Transport simulation game

NIMBY Rails is a railway simulation game developed by Carlos Carrasco. The game involves developing a railway network on an in-game map based on the real world. It was released as an early access game in 2021.

==Gameplay==
NIMBY Rails is entirely set on an OpenStreetMap-based map of the whole world, without computer-generated maps or levels. The game map starts out empty, without any preexisting trains or buildings, and the player builds railway track and stations with little restriction save for existing roads and bodies of water. Similarly, despite being the game's namesake, NIMBYs are not currently featured in-game. Players can choose to play with money implemented, or disable it and build without funding restrictions. The game includes a simplistic passenger demand system and time zones, with fluctuations in passenger count based on the in-game time.

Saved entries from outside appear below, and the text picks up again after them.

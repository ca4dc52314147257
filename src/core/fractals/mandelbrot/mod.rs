pub mod algorithm;
pub mod colour_map;
pub mod colour_maps;
pub mod errors;
use crate::core::data::complex::Complex;
use std::error::Error;
use std::fmt;

#[derive(Debug, Copy, Clone, PartialEq)]
pub enum ViewportError {
    NotFinite,
    Empty { width: f64, height: f64 },
}

impl fmt::Display for ViewportError {
    fn fmt(&self, f: &mut fmt::Formatter<'_>) -> fmt::Result {
        match self {
            Self::NotFinite => {
                write!(f, "viewport bounds and their spans must be finite numbers")
            }
            Self::Empty { width, height } => {
                write!(
                    f,
                    "viewport must have min < max on both axes, got width {} and height {}",
                    width, height
                )
            }
        }
    }
}

impl Error for ViewportError {}

/// The rectangle of the complex plane shown by one frame.
///
/// A viewport is never mutated: zooming builds a new one, so a compute cycle
/// always reads a consistent snapshot.
#[derive(Debug, Copy, Clone, PartialEq)]
pub struct Viewport {
    min_real: f64,
    max_real: f64,
    min_imag: f64,
    max_imag: f64,
}

impl Viewport {
    pub fn new(
        min_real: f64,
        max_real: f64,
        min_imag: f64,
        max_imag: f64,
    ) -> Result<Self, ViewportError> {
        if ![min_real, max_real, min_imag, max_imag]
            .iter()
            .all(|bound| bound.is_finite())
        {
            return Err(ViewportError::NotFinite);
        }

        let width = max_real - min_real;
        let height = max_imag - min_imag;

        // finite bounds can still be too far apart to measure
        if !width.is_finite() || !height.is_finite() {
            return Err(ViewportError::NotFinite);
        }

        if width <= 0.0 || height <= 0.0 {
            return Err(ViewportError::Empty { width, height });
        }

        Ok(Self {
            min_real,
            max_real,
            min_imag,
            max_imag,
        })
    }

    /// Builds the viewport of size `width × height` centred on `center`.
    pub fn centred_on(center: Complex, width: f64, height: f64) -> Result<Self, ViewportError> {
        Self::new(
            center.real - width / 2.0,
            center.real + width / 2.0,
            center.imag - height / 2.0,
            center.imag + height / 2.0,
        )
    }

    #[must_use]
    pub fn min_real(&self) -> f64 {
        self.min_real
    }

    #[must_use]
    pub fn max_real(&self) -> f64 {
        self.max_real
    }

    #[must_use]
    pub fn min_imag(&self) -> f64 {
        self.min_imag
    }

    #[must_use]
    pub fn max_imag(&self) -> f64 {
        self.max_imag
    }

    #[must_use]
    pub fn width(&self) -> f64 {
        self.max_real - self.min_real
    }

    #[must_use]
    pub fn height(&self) -> f64 {
        self.max_imag - self.min_imag
    }

    #[must_use]
    pub fn center(&self) -> Complex {
        Complex {
            real: self.min_real + self.width() / 2.0,
            imag: self.min_imag + self.height() / 2.0,
        }
    }
}

impl fmt::Display for Viewport {
    fn fmt(&self, f: &mut fmt::Formatter<'_>) -> fmt::Result {
        write!(
            f,
            "re [{}, {}] im [{}, {}]",
            self.min_real, self.max_real, self.min_imag, self.max_imag
        )
    }
}
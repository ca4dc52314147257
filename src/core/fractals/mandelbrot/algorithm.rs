use crate::core::actions::compute_frame::ports::fractal_algorithm::FractalAlgorithm;
use crate::core::data::complex::Complex;
use crate::core::fractals::mandelbrot::errors::MandelbrotError;

/// Iteration budget per pixel unless configured otherwise.
pub const DEFAULT_MAX_ITERATIONS: u32 = 1000;

/// Squared escape radius: `|z| > 2` without a square root.
const ESCAPE_RADIUS_SQUARED: f64 = 4.0;

/// Escape-time evaluation of `z ← z² + c`, starting from `z = c`.
#[derive(Debug, Copy, Clone, PartialEq, Eq)]
pub struct MandelbrotAlgorithm {
    max_iterations: u32,
}

impl MandelbrotAlgorithm {
    pub fn new(max_iterations: u32) -> Result<Self, MandelbrotError> {
        if max_iterations == 0 {
            return Err(MandelbrotError::ZeroMaxIterations);
        }

        Ok(Self { max_iterations })
    }
}

impl Default for MandelbrotAlgorithm {
    fn default() -> Self {
        Self {
            max_iterations: DEFAULT_MAX_ITERATIONS,
        }
    }
}

impl FractalAlgorithm for MandelbrotAlgorithm {
    fn max_iterations(&self) -> u32 {
        self.max_iterations
    }

    /// Number of iterations before `|z|² > 4`, or `max_iterations` if the
    /// orbit never escapes within the budget.
    #[inline]
    fn evaluate(&self, c: Complex) -> u32 {
        let mut z = c;

        for iteration in 0..self.max_iterations {
            if z.magnitude_squared() > ESCAPE_RADIUS_SQUARED {
                return iteration;
            }
            z = z * z + c;
        }

        self.max_iterations
    }
}

#[cfg(test)]
mod tests {
    use super::*;

    fn algorithm() -> MandelbrotAlgorithm {
        MandelbrotAlgorithm::default()
    }

    #[test]
    fn test_zero_max_iterations_rejected() {
        assert_eq!(
            MandelbrotAlgorithm::new(0),
            Err(MandelbrotError::ZeroMaxIterations)
        );
    }

    #[test]
    fn test_default_budget() {
        assert_eq!(algorithm().max_iterations(), DEFAULT_MAX_ITERATIONS);
    }

    #[test]
    fn test_origin_is_in_the_set() {
        assert_eq!(algorithm().evaluate(Complex::new(0.0, 0.0)), DEFAULT_MAX_ITERATIONS);
    }

    #[test]
    fn test_period_two_bulb_is_in_the_set() {
        assert_eq!(algorithm().evaluate(Complex::new(-1.0, 0.0)), DEFAULT_MAX_ITERATIONS);
    }

    #[test]
    fn test_point_outside_radius_escapes_immediately() {
        assert_eq!(algorithm().evaluate(Complex::new(2.0, 2.0)), 0);
        assert_eq!(algorithm().evaluate(Complex::new(-2.0, -1.5)), 0);
    }

    #[test]
    fn test_known_escape_counts() {
        // z0 = 1, z1 = 2, z2 = 5: |z2|² = 25 > 4
        assert_eq!(algorithm().evaluate(Complex::new(1.0, 0.0)), 2);
        // z0 = i, z1 = -1 + i, z2 = -i, z3 = -1 + i: period two, stays bounded
        assert_eq!(algorithm().evaluate(Complex::new(0.0, 1.0)), DEFAULT_MAX_ITERATIONS);
    }

    #[test]
    fn test_boundary_point_on_the_radius_does_not_escape_at_zero() {
        // |c|² == 4 is not strictly greater than the radius
        let c = Complex::new(-2.0, 0.0);

        assert_eq!(algorithm().evaluate(c), DEFAULT_MAX_ITERATIONS);
    }

    #[test]
    fn test_evaluate_is_bounded_by_budget() {
        let algorithm = MandelbrotAlgorithm::new(50).unwrap();

        for step in 0..=40 {
            let real = -2.0 + f64::from(step) * 0.075;
            for imag_step in 0..=20 {
                let imag = -1.5 + f64::from(imag_step) * 0.15;
                let iterations = algorithm.evaluate(Complex::new(real, imag));
                assert!(iterations <= 50);
            }
        }
    }

    #[test]
    fn test_evaluate_is_deterministic() {
        let c = Complex::new(-0.743_643_887, 0.131_825_904);

        assert_eq!(algorithm().evaluate(c), algorithm().evaluate(c));
    }
}
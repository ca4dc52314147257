pub mod compute_frame_rayon_pool;
pub mod compute_frame_scoped_threads;
pub mod errors;
pub mod factory;
pub mod ports;
pub mod render_stripe;
pub mod report;
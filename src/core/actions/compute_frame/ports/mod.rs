pub mod colour_map;
pub mod fractal_algorithm;
pub mod frame_compute;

Gameplay includes not only building railway lines and tracks, but also purchasing trains and rolling stock, and scheduling services. A multiplayer mode is available, allowing multiple players to build in the same game map. As of 2023, the game does not include any sounds or music.

==Development==
NIMBY Rails is developed by Barcelona-based developer Carlos Carrasco, who was inspired to develop the game after playing the transport simulation game OpenTTD. According to Carrasco, NIMBY Rails began development in late 2018. In order to keep the game's filesize under 20 GB while including the whole world map, Carrasco opted to remove building layers from OSM data and reduced the map's resolution before adding topographical and land use data from NASA and ESA, and an early version of the game was publicly revealed in mid-March 2020, and was released as an early access game on Steam on 26 January 2021. Carrasco stated that he came up with the title NIMBY Rails as 'clickbait'.

==Reception==
Aaron Gordon of VICE called the game "possibly the most complicated transit-development game ever devised". In his review, Gordon mentioned how while the game appears boring to viewers, it "feeds the ultimate YIMBY fantasy". Rock Paper Shotguns review praised the premise of the game allowing for free building on a real-world map and the simple, easy-to-learn gameplay, while noting deficiencies in the game's controls and text interface.